**Exercise material**
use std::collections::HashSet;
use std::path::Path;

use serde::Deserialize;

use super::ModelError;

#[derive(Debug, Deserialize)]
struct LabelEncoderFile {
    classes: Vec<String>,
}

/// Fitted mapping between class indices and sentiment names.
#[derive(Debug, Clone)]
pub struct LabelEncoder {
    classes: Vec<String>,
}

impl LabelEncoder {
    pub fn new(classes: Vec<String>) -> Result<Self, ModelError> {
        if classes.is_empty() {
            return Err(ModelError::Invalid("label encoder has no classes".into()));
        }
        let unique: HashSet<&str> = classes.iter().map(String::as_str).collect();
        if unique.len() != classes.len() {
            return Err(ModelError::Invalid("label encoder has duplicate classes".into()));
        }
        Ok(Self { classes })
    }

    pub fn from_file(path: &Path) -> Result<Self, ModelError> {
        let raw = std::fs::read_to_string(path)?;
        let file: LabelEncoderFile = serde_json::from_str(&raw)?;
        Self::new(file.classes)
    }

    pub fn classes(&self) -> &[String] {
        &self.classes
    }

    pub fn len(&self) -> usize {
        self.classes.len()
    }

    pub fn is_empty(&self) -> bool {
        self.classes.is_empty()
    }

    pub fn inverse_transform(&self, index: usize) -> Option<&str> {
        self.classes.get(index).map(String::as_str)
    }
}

**Task to complete**
Every entry must appear in the answer exactly as written.

**Answer for this exercise**
use std::collections::HashSet;
use std::path::Path;

use serde::Deserialize;

use super::ModelError;

#[derive(Debug, Deserialize)]
struct LabelEncoderFile {
    classes: Vec<String>,
}

/// Fitted mapping between class indices and sentiment names.
#[derive(Debug, Clone)]
pub struct LabelEncoder {
    classes: Vec<String>,
}

impl LabelEncoder {
    pub fn new(classes: Vec<String>) -> Result<Self, ModelError> {
        if classes.is_empty() {
            return Err(ModelError::Invalid("label encoder has no classes".into()));
        }
        let unique: HashSet<&str> = classes.iter().map(String::as_str).collect();
        if unique.len() != classes.len() {
            return Err(ModelError::Invalid("label encoder has duplicate classes".into()));
        }
        Ok(Self { classes })
    }

    pub fn from_file(path: &Path) -> Result<Self, ModelError> {
        let raw = std::fs::read_to_string(path)?;
        let file: LabelEncoderFile = serde_json::from_str(&raw)?;
        Self::new(file.classes)
    }

    pub fn classes(&self) -> &[String] {
        &self.classes
    }

    pub fn len(&self) -> usize {
        self.classes.len()
    }

    pub fn is_empty(&self) -> bool {
        self.classes.is_empty()
    }

    pub fn inverse_transform(&self, index: usize) -> Option<&str> {
        self.classes.get(index).map(String::as_str)
    }
}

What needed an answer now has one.